Das ganze Volk soll zusammen feiern, so haben es sich William und Kate gewünscht. Aber so funktioniert das natürlich nicht. Klar, alle jubeln. Aber jeder für sich. Ein Besuch im Camp Royale.

Kate Middle-Maß ist tot. Sie hat Westminster Abbey nicht mehr verlassen.

Stattdessen steigt Catherine, Herzogin von Cambridge, mit ihrem Prinzen in die offene Kutsche, die nur kurz schaukelt, und schon teilt sich vor ihr das englische Volk entlang der Londoner Straßen wie das Meer beim Auszug der Israeliten aus Ägypten. Und es ist noch mehr, denn heute teilt sich das Land als Ganzes in das Meer des Volkes und die hindurch schreitende Herrscherfamilie, es teilt sich in Jubelnde und Bejubelte, in Herrscher und Untertanen. Stand sie, Kate, Catherine nicht eben noch auf der anderen Seite? Der Abstand ist mit einem Mal derart groß, dass sie von der einen Warte zur anderen nur noch winken kann. Ah ja, winken.

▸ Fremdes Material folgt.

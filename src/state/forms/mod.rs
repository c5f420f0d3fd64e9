//! Form domain layer
//!
//! Field values, validity markers and focus for the registration form.

mod field;
mod form_state;

pub use field::{FieldValue, FormField};
pub use form_state::{Focus, Form, RegistrationForm};
//! Signup TUI - terminal registration form
//!
//! A Ratatui-based registration form that validates every field inline and
//! gates submission behind a CAPTCHA challenge.

mod app;
mod captcha;
mod config;
mod platform;
mod state;
mod ui;
mod validation;

use anyhow::Result;
use app::App;
use config::TuiConfig;
use crossterm::{
    event::{self, Event, KeyCode, KeyEventKind, KeyModifiers},
    execute,
    terminal::{disable_raw_mode, enable_raw_mode, EnterAlternateScreen, LeaveAlternateScreen},
};
use ratatui::{backend::CrosstermBackend, Terminal};
use std::io;
use std::time::{Duration, Instant};
use tracing_subscriber::{layer::SubscriberExt, util::SubscriberInitExt};

/// How long to wait for input between redraws
const POLL_INTERVAL: Duration = Duration::from_millis(50);

#[tokio::main]
async fn main() -> Result<()> {
    // Initialize logging
    tracing_subscriber::registry()
        .with(
            tracing_subscriber::EnvFilter::try_from_default_env()
                .unwrap_or_else(|_| "signup_tui=info".into()),
        )
        .with(tracing_subscriber::fmt::layer().with_writer(io::stderr))
        .init();

    let config = TuiConfig::load_or_default();

    // Setup terminal
    enable_raw_mode()?;
    let mut stdout = io::stdout();
    execute!(stdout, EnterAlternateScreen)?;
    let backend = CrosstermBackend::new(stdout);
    let mut terminal = Terminal::new(backend)?;

    // Create app and run
    let mut app = App::new(&config);
    let result = run_app(&mut terminal, &mut app).await;

    // Restore terminal
    disable_raw_mode()?;
    execute!(terminal.backend_mut(), LeaveAlternateScreen)?;
    terminal.show_cursor()?;

    // Handle any errors
    if let Err(err) = result {
        eprintln!("Error: {err:?}");
        std::process::exit(1);
    }

    Ok(())
}

async fn run_app<B: ratatui::backend::Backend>(
    terminal: &mut Terminal<B>,
    app: &mut App,
) -> Result<()> {
    loop {
        terminal.draw(|frame| ui::draw(frame, app))?;

        // Handle crossterm events without blocking the runtime
        if event::poll(Duration::ZERO)? {
            if let Event::Key(key) = event::read()? {
                if key.kind == KeyEventKind::Press {
                    // Global quit: Ctrl+C
                    if key.code == KeyCode::Char('c')
                        && key.modifiers.contains(KeyModifiers::CONTROL)
                    {
                        return Ok(());
                    }
                    app.handle_key(key);
                }
            }
        } else {
            tokio::time::sleep(POLL_INTERVAL).await;
        }

        app.tick(Instant::now());

        if app.should_quit() {
            return Ok(());
        }
    }
}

Kate sieht das Volk. Alles mögliche Untertanen hier, bislang hatte ihre Familie ja bloß Kunden. Sie wird sich an diese trabenden, auf und ab hüpfenden Pferdehintern vor ihr gewöhnen müssen, denn wenn sie irgendwann Königin wird, findet das öfter statt. Kutschfahrten, Winken.

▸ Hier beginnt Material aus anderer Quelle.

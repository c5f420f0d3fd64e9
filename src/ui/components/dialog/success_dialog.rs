//! Registration success dialog

use super::base::{render_dialog, DialogConfig};
use ratatui::{
    style::{Color, Modifier, Style},
    text::Span,
    Frame,
};

/// Render the success message with a countdown to the automatic reset.
///
/// `progress` is how far the reset delay has elapsed, in `0.0..=1.0`.
pub fn render_success_dialog(frame: &mut Frame, progress: f32) {
    let hint = vec![
        Span::raw("Pulsa "),
        Span::styled(
            "cualquier tecla",
            Style::default()
                .fg(Color::Cyan)
                .add_modifier(Modifier::BOLD),
        ),
        Span::raw(" para empezar de nuevo"),
    ];

    // Remaining time drains on an ease-out curve
    let eased = simple_easing::cubic_out(progress.clamp(0.0, 1.0));

    render_dialog(
        frame,
        DialogConfig {
            title: "¡Registro exitoso!",
            title_color: Color::Green,
            border_color: Color::Green,
            message: "Tu cuenta fue creada correctamente.\nEl formulario se reiniciará en unos segundos.",
            hint: Some(hint),
            max_width: 60,
            progress: Some(f64::from(1.0 - eased)),
        },
    );
}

Und William? Sieht auch auf das Volk. Das jubelt noch immer. Die Fähnchen hängen im Wind. Lange hat er mit seinem Schicksal als häufigster Teetassendruck Englands gehadert. Heute ist der Tag, an dem sich seine jahrzehntelange Flucht vor der Öffentlichkeit ins Gegenteil verkehrt: in totale, weltweite Präsenz. Seine weiß behandschuhte Hand schlackert geschäftig aus dem Gelenk.

Das alles sehen die tausend Leute, die jetzt wieder ihren Blick von der Leinwand im großen Londoner Park Clapham Common lösen. Sie sehen einander an, und sie sehen England an einem Feiertag, in kurzen Hosen, tätowiert, dahinten verkauft man Pimm’s und Erdbeeren und Fish and Chips. Die Bässe wummern los, diverse Beine verselbständigen sich tanzend. Die Party kann beginnen.

Diese Hochzeit, haben sie vorher gesagt, würde England neu sortieren. Da ist die Aussicht auf eine neue Königin, nämlich die bürgerliche Kate Middleton, da ist das veränderte Volk im ironischen Zeitalter, da ist der acht Jahre lang shakespearehaft zaudernde Prinz, und noch am Hochzeitsbankett, hieß es, würde der Geist von Lady Diana spuken.

Wie aber sortiert sich England, die Wiege der Demokratie, der Rollstuhl der Monarchie, Ende April 2011, zweithöchste Terrorwarnstufe, Regenwahrscheinlichkeit 25 Prozent, zu dieser Gelegenheit neu? Und welche Rolle spielt dabei das Volk?

Es ist ein windiger Donnerstag, der Tag vor der Hochzeit, und das England der Werktätigen rammt in Clapham Common schon mal die Heringe in den Rasen. Sie haben zum ersten Mal seit dem zweiten Weltkrieg aus gegebenem Anlass das Campen erlaubt. 89 Hektar Grün, Travelcard-Tarifzone 2, die Nachbarschaft solvent, Vivienne Westwood geht hier zum Yoga. Sie haben einen Sicherheitszaun um ein Gelände gezogen und nennen es „Camp Royale“.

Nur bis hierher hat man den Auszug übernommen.